Carlo.Carlo capace di ascoltarti; Carlo che amava discutere, cercava il confronto con tutti e sapeva mediare tra chiunque se necessario. Carlo. Il suo carisma la sua pazienza; Carlo greco, italiano, nomade, immigrato: cittadino del mondo intero. Carlo compagno. La sua radicalità e la sua voglia di unità al contempo. Cultura, speranza e tenacia. Carlo ironico, mai rassegnato e riflessivo. Carlo saggio adulto e giovane militante assieme. Carlo presente e Carlo sempre puntuale. Utopia e realismo. Costanza e perseveranza. Carlo che proponeva e Carlo che ridimensionava. Carlo e i più deboli, i più emarginati e gli esclusi: la sua capacità di capire e identificarsi nei bisogni. Carlo che piaceva, Carlo che entusiasmava e Carlo che era stimato. Carlo che lottava, che non rinunciava e Carlo che ci credeva. Carlo e Milano, la sinistra e i compagni. Carlo e la voglia di esserci. Carlo la storia e il futuro. Carlo i popoli e le culture. Carlo poeta e maestro di politica. Carlo nella Filef ancora. Carlo sempre in tutti noi.
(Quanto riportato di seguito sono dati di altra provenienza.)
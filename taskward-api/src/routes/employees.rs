/// Employee endpoints
///
/// # Endpoints
///
/// - `GET /api/hospitals/:id/employees` - List a hospital's employees
/// - `POST /api/hospitals/:id/employees` - Create employee under a hospital
/// - `GET /api/employees/:id` - Fetch employee

use crate::{
    app::AppState,
    error::{ApiError, ApiResult},
    routes::{Json, PageQuery, Path, Query},
};
use axum::{extract::State, http::StatusCode};
use serde::Deserialize;
use taskward_shared::models::employee::{Employee, NewEmployee};
use taskward_shared::models::Page;

/// Employee creation body
#[derive(Debug, Default, Deserialize)]
#[serde(rename_all = "camelCase", default)]
pub struct EmployeeBody {
    pub username: String,
    pub first_name: String,
    pub last_name: String,
}

/// List a hospital's employees
///
/// ```text
/// GET /api/hospitals/:id/employees?page=1&limit=20
/// ```
pub async fn list_employees(
    State(state): State<AppState>,
    Path(hospital_id): Path<i64>,
    Query(query): Query<PageQuery>,
) -> ApiResult<Json<Page<Employee>>> {
    let (offset, limit) = query.normalize();
    let page = state.employees.list(hospital_id, offset, limit).await?;
    Ok(Json(page))
}

/// Create an employee under a hospital
///
/// The path hospital must exist and the username must be non-empty. The
/// employee's hospital is taken from the path, never from the body.
///
/// ```text
/// POST /api/hospitals/:id/employees
/// {"username": "aaaa", "firstName": "Anna", "lastName": "Arnold"}
/// ```
///
/// # Errors
///
/// - `400 Bad Request`: empty username
/// - `404 Not Found`: hospital absent
/// - `409 Conflict`: username already exists
pub async fn create_employee(
    State(state): State<AppState>,
    Path(hospital_id): Path<i64>,
    Json(body): Json<EmployeeBody>,
) -> ApiResult<(StatusCode, Json<Employee>)> {
    if body.username.is_empty() {
        return Err(ApiError::BadArgument("username is required".to_string()));
    }
    state.hospitals.get(hospital_id).await?;
    let employee = state
        .employees
        .create(NewEmployee {
            hospital_id,
            username: body.username,
            first_name: body.first_name,
            last_name: body.last_name,
        })
        .await?;
    Ok((StatusCode::CREATED, Json(employee)))
}

/// Fetch an employee by id
///
/// ```text
/// GET /api/employees/:id
/// ```
pub async fn get_employee(
    State(state): State<AppState>,
    Path(id): Path<i64>,
) -> ApiResult<Json<Employee>> {
    let employee = state.employees.get(id).await?;
    Ok(Json(employee))
}
/// Employee model
///
/// An employee belongs to exactly one hospital for its lifetime; there is
/// no transfer or update operation. Usernames are globally unique, enforced
/// by the store's unique constraint.
///
/// # Schema
///
/// ```sql
/// CREATE TABLE employee (
///     id BIGSERIAL PRIMARY KEY,
///     hospital_id BIGINT NOT NULL REFERENCES hospital(id),
///     username TEXT NOT NULL UNIQUE,
///     first_name TEXT NOT NULL DEFAULT '',
///     last_name TEXT NOT NULL DEFAULT '',
///     created_at TIMESTAMPTZ NOT NULL,
///     updated_at TIMESTAMPTZ NOT NULL
/// );
/// ```

use chrono::{DateTime, Utc};
use serde::{Deserialize, Serialize};

/// Employee record
#[derive(Debug, Clone, Serialize, Deserialize, sqlx::FromRow)]
#[serde(rename_all = "camelCase")]
pub struct Employee {
    /// Surrogate identity
    pub id: i64,

    /// Owning hospital
    pub hospital_id: i64,

    /// Globally unique username
    pub username: String,

    pub first_name: String,

    pub last_name: String,

    /// When the employee was created (set by the store)
    pub created_at: DateTime<Utc>,

    /// When the employee was last updated (set by the store)
    pub updated_at: DateTime<Utc>,
}

/// Input for creating a new employee
#[derive(Debug, Clone)]
pub struct NewEmployee {
    /// Owning hospital (must exist; verified by the handler)
    pub hospital_id: i64,

    /// Globally unique username (non-empty, validated by the handler)
    pub username: String,

    pub first_name: String,

    pub last_name: String,
}
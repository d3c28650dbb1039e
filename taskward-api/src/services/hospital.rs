/// Hospital service

use super::ServiceError;
use taskward_shared::models::hospital::{Hospital, NewHospital};
use taskward_shared::models::Page;
use taskward_shared::store::{Store, StoreError};

#[derive(Debug, Clone)]
pub struct HospitalService {
    store: Store,
}

impl HospitalService {
    pub fn new(store: Store) -> Self {
        Self { store }
    }

    /// Creates a hospital
    ///
    /// A taken name surfaces as `AlreadyExists`; uniqueness is enforced by
    /// the store's constraint, not pre-checked.
    pub async fn create(&self, new: NewHospital) -> Result<Hospital, ServiceError> {
        match self.store.create_hospital(new.clone()).await {
            Ok(hospital) => Ok(hospital),
            Err(StoreError::DuplicateEntry) => Err(ServiceError::AlreadyExists(format!(
                "hospital name exists: {}",
                new.name
            ))),
            Err(err) => Err(err.into()),
        }
    }

    /// Fetches a hospital by id
    pub async fn get(&self, id: i64) -> Result<Hospital, ServiceError> {
        match self.store.get_hospital(id).await {
            Ok(hospital) => Ok(hospital),
            Err(StoreError::NotFound) => {
                Err(ServiceError::ResourceNotFound(format!("invalid id: {id}")))
            }
            Err(err) => Err(err.into()),
        }
    }

    /// Lists hospitals: a count plus a page fetch
    pub async fn list(&self, offset: i64, limit: i64) -> Result<Page<Hospital>, ServiceError> {
        let total = self.store.count_hospitals().await?;
        let items = self.store.find_hospitals(offset, limit).await?;
        Ok(Page { total, items })
    }

    /// Persists an already-merged hospital record
    ///
    /// The handler fetches the current record and merges the mutable
    /// fields; this only turns "0 rows affected" into `ResourceNotFound`.
    pub async fn update(&self, hospital: &Hospital) -> Result<(), ServiceError> {
        let affected = self.store.update_hospital(hospital).await?;
        if affected == 0 {
            return Err(ServiceError::ResourceNotFound(format!(
                "invalid id: {}",
                hospital.id
            )));
        }
        Ok(())
    }
}
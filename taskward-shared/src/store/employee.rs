/// Employee table operations
///
/// Employees are immutable after creation; there is no update statement.

use super::{Store, StoreError};
use crate::models::employee::{Employee, NewEmployee};

impl Store {
    /// Inserts an employee and returns the stored row
    ///
    /// Fails with `StoreError::DuplicateEntry` when the username is taken.
    pub async fn create_employee(&self, new: NewEmployee) -> Result<Employee, StoreError> {
        let employee = sqlx::query_as::<_, Employee>(
            r#"
            INSERT INTO employee (hospital_id, username, first_name, last_name, created_at, updated_at)
            VALUES ($1, $2, $3, $4, NOW(), NOW())
            RETURNING id, hospital_id, username, first_name, last_name, created_at, updated_at
            "#,
        )
        .bind(new.hospital_id)
        .bind(&new.username)
        .bind(&new.first_name)
        .bind(&new.last_name)
        .fetch_one(&self.pool)
        .await?;

        Ok(employee)
    }

    /// Fetches an employee by id
    ///
    /// Fails with `StoreError::NotFound` when no row matches.
    pub async fn get_employee(&self, id: i64) -> Result<Employee, StoreError> {
        let employee = sqlx::query_as::<_, Employee>(
            r#"
            SELECT id, hospital_id, username, first_name, last_name, created_at, updated_at
            FROM employee
            WHERE id = $1
            "#,
        )
        .bind(id)
        .fetch_optional(&self.pool)
        .await?;

        employee.ok_or(StoreError::NotFound)
    }

    /// Returns a page of a hospital's employees in ascending-id order
    pub async fn find_employees(
        &self,
        hospital_id: i64,
        offset: i64,
        limit: i64,
    ) -> Result<Vec<Employee>, StoreError> {
        let employees = sqlx::query_as::<_, Employee>(
            r#"
            SELECT id, hospital_id, username, first_name, last_name, created_at, updated_at
            FROM employee
            WHERE hospital_id = $1
            ORDER BY id
            LIMIT $2 OFFSET $3
            "#,
        )
        .bind(hospital_id)
        .bind(limit)
        .bind(offset)
        .fetch_all(&self.pool)
        .await?;

        Ok(employees)
    }

    /// Counts a hospital's employees
    pub async fn count_employees(&self, hospital_id: i64) -> Result<u64, StoreError> {
        let (count,): (i64,) =
            sqlx::query_as("SELECT COUNT(*) FROM employee WHERE hospital_id = $1")
                .bind(hospital_id)
                .fetch_one(&self.pool)
                .await?;

        Ok(count as u64)
    }
}
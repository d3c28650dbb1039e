/// Error handling for the API server
///
/// `ApiError` is the transport tier of the three-tier error mapping:
/// driver error → store sentinel → `ServiceError` → HTTP status. Handlers
/// return `Result<T, ApiError>`, which renders the structured
/// `{"error": {"code", "msg"}}` envelope.
///
/// # Example
///
/// ```
/// use taskward_api::error::{ApiError, ApiResult};
/// use axum::Json;
/// use serde_json::json;
///
/// async fn handler() -> ApiResult<Json<serde_json::Value>> {
///     Err(ApiError::BadArgument("name is required".to_string()))
/// }
/// ```

use crate::services::ServiceError;
use axum::{
    extract::rejection::{JsonRejection, PathRejection, QueryRejection},
    http::StatusCode,
    response::{IntoResponse, Response},
    Json,
};
use serde::{Deserialize, Serialize};
use std::fmt;

/// API result type alias
pub type ApiResult<T> = Result<T, ApiError>;

/// Unified API error type
#[derive(Debug)]
pub enum ApiError {
    /// Malformed input (400)
    BadArgument(String),

    /// Referenced entity absent (404)
    NotFound(String),

    /// Uniqueness violation (409)
    AlreadyExists(String),

    /// Cross-entity ownership mismatch (403)
    PermissionDenied(String),

    /// Anything else, including unclassified store failures (500)
    Internal(String),
}

/// Error envelope body
#[derive(Debug, Serialize, Deserialize)]
pub struct ErrorResponse {
    pub error: ErrorDetail,
}

/// Error code and message inside the envelope
#[derive(Debug, Serialize, Deserialize)]
pub struct ErrorDetail {
    /// One of the server-defined error codes
    pub code: String,

    /// Human-readable error message
    pub msg: String,
}

impl ApiError {
    /// The wire-level error code
    pub fn code(&self) -> &'static str {
        match self {
            ApiError::BadArgument(_) => "BadArgument",
            ApiError::NotFound(_) => "ResourceNotFound",
            ApiError::AlreadyExists(_) => "AlreadyExists",
            ApiError::PermissionDenied(_) => "PermissionDenied",
            ApiError::Internal(_) => "InternalError",
        }
    }

    /// The HTTP status the error code maps to
    pub fn status(&self) -> StatusCode {
        match self {
            ApiError::BadArgument(_) => StatusCode::BAD_REQUEST,
            ApiError::NotFound(_) => StatusCode::NOT_FOUND,
            ApiError::AlreadyExists(_) => StatusCode::CONFLICT,
            ApiError::PermissionDenied(_) => StatusCode::FORBIDDEN,
            ApiError::Internal(_) => StatusCode::INTERNAL_SERVER_ERROR,
        }
    }
}

impl fmt::Display for ApiError {
    fn fmt(&self, f: &mut fmt::Formatter<'_>) -> fmt::Result {
        match self {
            ApiError::BadArgument(msg)
            | ApiError::NotFound(msg)
            | ApiError::AlreadyExists(msg)
            | ApiError::PermissionDenied(msg)
            | ApiError::Internal(msg) => write!(f, "{}: {}", self.code(), msg),
        }
    }
}

impl std::error::Error for ApiError {}

impl IntoResponse for ApiError {
    fn into_response(self) -> Response {
        let status = self.status();
        let code = self.code().to_string();

        let msg = match self {
            // Log internal errors but don't expose details to clients
            ApiError::Internal(msg) => {
                tracing::error!("internal error: {}", msg);
                "an internal error occurred".to_string()
            }
            ApiError::BadArgument(msg)
            | ApiError::NotFound(msg)
            | ApiError::AlreadyExists(msg)
            | ApiError::PermissionDenied(msg) => msg,
        };

        let body = Json(ErrorResponse {
            error: ErrorDetail { code, msg },
        });

        (status, body).into_response()
    }
}

/// Service errors map one-to-one onto the transport taxonomy
impl From<ServiceError> for ApiError {
    fn from(err: ServiceError) -> Self {
        match err {
            ServiceError::BadArgument(msg) => ApiError::BadArgument(msg),
            ServiceError::ResourceNotFound(msg) => ApiError::NotFound(msg),
            ServiceError::AlreadyExists(msg) => ApiError::AlreadyExists(msg),
            ServiceError::PermissionDenied(msg) => ApiError::PermissionDenied(msg),
            ServiceError::Internal(source) => ApiError::Internal(source.to_string()),
        }
    }
}

/// Extractor rejections are malformed input, so they render through the
/// same envelope as handler-level validation instead of axum's plain-text
/// defaults. Wired up by the wrapper extractors in `routes`.
impl From<JsonRejection> for ApiError {
    fn from(rejection: JsonRejection) -> Self {
        ApiError::BadArgument(rejection.body_text())
    }
}

impl From<PathRejection> for ApiError {
    fn from(rejection: PathRejection) -> Self {
        ApiError::BadArgument(rejection.body_text())
    }
}

impl From<QueryRejection> for ApiError {
    fn from(rejection: QueryRejection) -> Self {
        ApiError::BadArgument(rejection.body_text())
    }
}
/// Canonical entity records
///
/// One record struct per entity serves both storage (`sqlx::FromRow`) and
/// the wire (`serde` with camelCase keys). The `New*` companion structs are
/// the validated inputs the services hand to the store.
///
/// # Models
///
/// - `hospital`: Root tenant; owns employees and tasks transitively
/// - `employee`: Belongs to exactly one hospital, immutable after creation
/// - `task`: Owned by an employee, carries priority and status enums

pub mod employee;
pub mod hospital;
pub mod task;

use serde::{Deserialize, Serialize};

/// List envelope returned by every paginated endpoint
///
/// `total` is the count of all rows matching the filter, independent of the
/// page actually returned. The count and the page are two separate queries,
/// so they can disagree under concurrent writes.
#[derive(Debug, Clone, Serialize, Deserialize)]
pub struct Page<T> {
    /// Total rows matching the filter
    pub total: u64,

    /// The requested page, ordered by id ascending
    pub items: Vec<T>,
}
Il Direttivo della F.I.L.E.F. Lombardia Circolo Carlo Levi (Ottobre 98)

 

QUESTA PAGINA è DEDICATA A CARLO : di seguito potete trovare suoi scritti, sue foto e parole di altri su di lui (segnalateci, se volete, altro materiale per renderela più completa e ricca)

Speriamo in questo modo di dare la possibilità a chi non l'ha mai conosciuto di farlo anche solo un pò in questo modo.

Carlo Cuomo, una brava persona - di E.Rossi
Proletariato multietnico - di C.Cuomo
E' morto un comunista nomade - di M.Cartosio
Fotografie di Carlo
 

Carlo Cuomo, Una Brava Persona
di Ernesto Rossi (Presidente della Filef Lombardia dal 9 Maggio 1999)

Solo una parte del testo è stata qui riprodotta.